» RECORDS TO PROCESS:
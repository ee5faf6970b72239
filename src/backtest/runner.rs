use chrono::Duration;

use crate::backtest::alignment::{AlignedMarket, SymbolFrame};
use crate::backtest::metrics::BacktestMetrics;
use crate::backtest::simulator::{SimulationConfig, SimulationResult, Simulator};
use crate::config::{Settings, SimulationSettings};
use crate::error::Error;
use crate::execution::{ExecutionClient, Notifier};
use crate::indicators::FeaturePipeline;
use crate::models::AssetSeries;
use crate::strategy::SignalClassifier;
use crate::Result;

/// Simulation output plus its statistics
#[derive(Debug, Clone)]
pub struct BacktestReport {
    pub simulation: SimulationResult,
    pub metrics: BacktestMetrics,
    /// Symbols dropped before alignment
    pub excluded: Vec<String>,
}

/// Backtest runner: window, enrich, classify, align, simulate, score
pub struct Backtester {
    settings: SimulationSettings,
    pipeline: FeaturePipeline,
    simulator: Simulator,
}

impl Backtester {
    pub fn new(settings: &Settings) -> Self {
        Self {
            settings: settings.simulation.clone(),
            pipeline: FeaturePipeline::new(settings),
            simulator: Simulator::new(SimulationConfig::from(&settings.simulation)),
        }
    }

    pub fn pipeline(&self) -> &FeaturePipeline {
        &self.pipeline
    }

    /// Window, validate, enrich and classify each series, then align them
    ///
    /// Short or malformed series are logged and left out; the run only fails
    /// when nothing tradable remains.
    pub fn prepare(
        &self,
        series: &[AssetSeries],
        classifier: &dyn SignalClassifier,
    ) -> Result<(AlignedMarket, Vec<String>)> {
        let window = self.settings.backtest_window;
        let required = window.max(self.pipeline.warmup_bars());
        let interval = Duration::minutes(self.settings.interval_minutes);

        let mut frames = Vec::new();
        let mut excluded = Vec::new();

        for s in series {
            if s.len() < required {
                let err = Error::InsufficientData {
                    symbol: s.symbol.clone(),
                    required,
                    available: s.len(),
                };
                tracing::warn!("Excluding symbol: {}", err);
                excluded.push(s.symbol.clone());
                continue;
            }

            let recent = s.tail(window);
            if let Err(e) = recent.validate(interval) {
                tracing::warn!("Excluding symbol: {}", e);
                excluded.push(s.symbol.clone());
                continue;
            }

            let enriched = self.pipeline.enrich(&recent);
            let decisions = classifier.classify_all(&enriched);
            frames.push(SymbolFrame::new(enriched, decisions));
        }

        if frames.is_empty() {
            return Err(Error::NoTradableSymbols);
        }

        let market = AlignedMarket::align(frames, window)?;
        Ok((market, excluded))
    }

    /// Run a backtest over every series with the given classifier
    pub fn run(
        &self,
        series: &[AssetSeries],
        classifier: &dyn SignalClassifier,
        execution: &mut dyn ExecutionClient,
        notifier: &dyn Notifier,
    ) -> Result<BacktestReport> {
        tracing::info!(
            "Starting backtest: {} symbols, {}-bar window, classifier {}",
            series.len(),
            self.settings.backtest_window,
            classifier.name()
        );

        let (market, excluded) = self.prepare(series, classifier)?;
        let simulation = self.simulator.run(&market, execution, notifier);

        let bars_per_year = 365.0 * 24.0 * 60.0 / self.settings.interval_minutes as f64;
        let metrics =
            BacktestMetrics::compute(&simulation.equity_curve, &simulation.trades, bars_per_year);

        tracing::info!(
            "Backtest complete: {} trades, total gain {:+.2}%",
            metrics.total_trades,
            metrics.total_gain_pct
        );

        Ok(BacktestReport {
            simulation,
            metrics,
            excluded,
        })
    }

    /// Run backtest and print report
    pub fn run_and_report(
        &self,
        series: &[AssetSeries],
        classifier: &dyn SignalClassifier,
        execution: &mut dyn ExecutionClient,
        notifier: &dyn Notifier,
        scenario_name: &str,
    ) -> Result<BacktestReport> {
        println!("\n🔬 Running backtest: {}", scenario_name);
        println!("   Classifier: {}", classifier.name());
        println!("   Symbols: {}", series.len());
        println!("   Window: {} bars", self.settings.backtest_window);

        let report = self.run(series, classifier, execution, notifier)?;
        if !report.excluded.is_empty() {
            println!("   Excluded: {}", report.excluded.join(", "));
        }
        if let Some(open) = &report.simulation.open_position {
            println!(
                "   Open position: {} since {} @ {:.4}",
                open.symbol, open.entry_time, open.entry_price
            );
        }
        report.metrics.print_report();

        Ok(report)
    }
}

» INSTRUCTIONS FOR THE TASK: Only a number is asked for here: the count of lines in the records that hold "simulator".

» ANSWER SPACE: 4